The bystander effect is interesting to me. You would think that a large crowd would be willing to help a person in danger, but in fact it is better to have a smaller group present. I agree with the fact that people feel less responsible if there are more people around. They feel that someone else will take care of it and they don't have to. It is not a very good situation when everyone has that mindset. I also really liked the suggestions your provided at the end on how to receive help when you're in need.

The two cases that you present represent the bystander effect very effectively. Do you think that one of the root causes of this effect is that people like to be private people? Individuals in our society are constantly trying to keep people people out of their business and to stay away. Thus, our reaction is simply what others have taught us to do: stay away. Just something to think about..

I also agree that the more people understand the bystander effect, the better they can respond to emergency situations. People tend to follow the actions of others, which is why the bystander effect is so predominant. If someone is willing to step up, then I feel that others will be more willing to help out too.

Good examples of how people can counteract the bystander effect. Good recent example as well.

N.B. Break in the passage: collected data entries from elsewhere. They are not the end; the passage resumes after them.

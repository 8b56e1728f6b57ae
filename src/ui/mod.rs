//! UI module for rendering the TUI

mod components;
mod contact_form;
pub mod document;
mod field_renderer;
mod layout;
mod splash;
mod widgets;

use crate::app::App;
use crate::state::View;
use ratatui::Frame;

pub use layout::CHROME_HEIGHT;

/// Main draw function
pub fn draw(frame: &mut Frame, app: &App) {
    let area = frame.area();

    if let View::Splash = app.state.current_view {
        if let Some(splash_state) = &app.splash_state {
            splash::draw(frame, area, splash_state);
        }
        return;
    }

    let (nav_area, main_area, status_area) = layout::create_layout(area);

    layout::draw_nav_bar(frame, nav_area, app);

    match app.state.current_view {
        View::Portfolio => document::draw(frame, main_area, app),
        View::Contact => contact_form::draw(frame, main_area, app),
        View::Splash => {}
    }

    layout::draw_status_bar(frame, status_area, app);

    // Submission results overlay everything until dismissed
    if let Some(notification) = app.state.contact.current_notification() {
        components::render_notification_dialog(
            frame,
            notification,
            app.state.contact.notification_count(),
            app.state.locale,
        );
    }
}
//! Application state and core logic

use crate::config::{EmailJsCredentials, PortfolioConfig};
use crate::content::portfolio::social_link_for_key;
use crate::content::{Locale, Section};
use crate::cv;
use crate::email::{DispatchError, EmailDispatcher, EmailJsClient};
use crate::platform::SUBMIT_MODIFIER;
use crate::state::{AppState, ContactButton, ContactError, Form, SplashState, View};
use crate::ui::{self, CHROME_HEIGHT};
use anyhow::Result;
use crossterm::event::{KeyCode, KeyEvent, KeyModifiers, MouseEvent, MouseEventKind};
use std::path::PathBuf;
use std::sync::Arc;
use tokio::sync::mpsc::{self, UnboundedReceiver, UnboundedSender};
use uuid::Uuid;

/// Rows moved per mouse wheel notch
const WHEEL_STEP: i32 = 3;

/// Result of a dispatched submission, sent back from its task
#[derive(Debug)]
pub struct SubmissionOutcome {
    pub id: Uuid,
    pub result: Result<(), DispatchError>,
}

/// Main application struct
pub struct App {
    /// Current application state
    pub state: AppState,
    /// Email provider used for contact submissions
    dispatcher: Arc<dyn EmailDispatcher>,
    outcome_tx: UnboundedSender<SubmissionOutcome>,
    outcome_rx: UnboundedReceiver<SubmissionOutcome>,
    /// Source of the CV download
    cv_path: PathBuf,
    /// Where the CV is exported; the platform download dir when None
    download_dir: Option<PathBuf>,
    /// Whether the app should quit
    quit: bool,
    /// Splash screen animation state
    pub splash_state: Option<SplashState>,
    /// Terminal size (height, width)
    pub terminal_size: Option<(u16, u16)>,
}
use jobfeed::config::Config;
use jobfeed::db;
use jobfeed::ingest::run_ingest;
use jobfeed::refresh::run_refresh;

#[tokio::main]
async fn main() -> anyhow::Result<()> {
    let cfg = Config::from_env()?;

    println!(
        "jobfeed starting... job={} api_base={} page_limit={} page_offset={} country={} refresh_strategy={} search={} migrate_on_startup={}",
        cfg.job,
        cfg.api_base,
        cfg.page_limit,
        cfg.page_offset,
        cfg.country,
        cfg.refresh_strategy.as_str(),
        if cfg.search.is_some() { "enabled" } else { "disabled" },
        cfg.migrate_on_startup
    );

    let pool = db::make_pool(&cfg.database_url).await?;
    if cfg.migrate_on_startup {
        db::run_migrations(&pool).await?;
    }

    // One pass per invocation; the scheduler decides when to run us again.
    let trigger = serde_json::json!({});
    let outcome = match cfg.job.as_str() {
        "ingest" => run_ingest(&cfg, &pool, trigger).await,
        "refresh" => run_refresh(&cfg, &pool, trigger).await,
        other => {
            eprintln!("unknown JOBFEED_JOB '{other}' (expected: ingest, refresh)");
            std::process::exit(2);
        }
    };

    println!("[{}] status={} body={}", cfg.job, outcome.status_code, outcome.body);

    if outcome.is_failure() {
        std::process::exit(1);
    }

    Ok(())
}
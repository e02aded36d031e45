pub mod model;
pub mod repo;
pub mod resolver;

pub use model::{evaluate_status, NewPosting, Posting, PostingStatus};
pub use repo::PostingsRepo;
pub use resolver::{ApiResolver, StatusResolver, TimestampResolver};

The bystander effect is a very interesting phenomenon. I wonder, however, if some people are more prone to the bystander effect than others. For example, if you were raised in a big city, you might be used to the bystander effect than maybe someone from a smaller town. This concept also reminds me of the tv show "What would you do?" where they have actors play out attention-drawing events in public and see what people do. Personally, I feel like the bystander effect is a legitimate problem, but I also feel like there are generally some people out there who would help out someone no matter how many other people were around.

To me, this is all very interesting. It does not surprise me thought that people are more likely to be helped with fewer people around. For example, If I see a lady fall down, and I am the only person around, of course I am going to help her up. The situation seems more personal, and I would feel it is my duty to help. However, if there are hundreds of people around, and many people see her, the situation depersonalizes and people tend to just keep walking. It is easier to blend in with the crowd.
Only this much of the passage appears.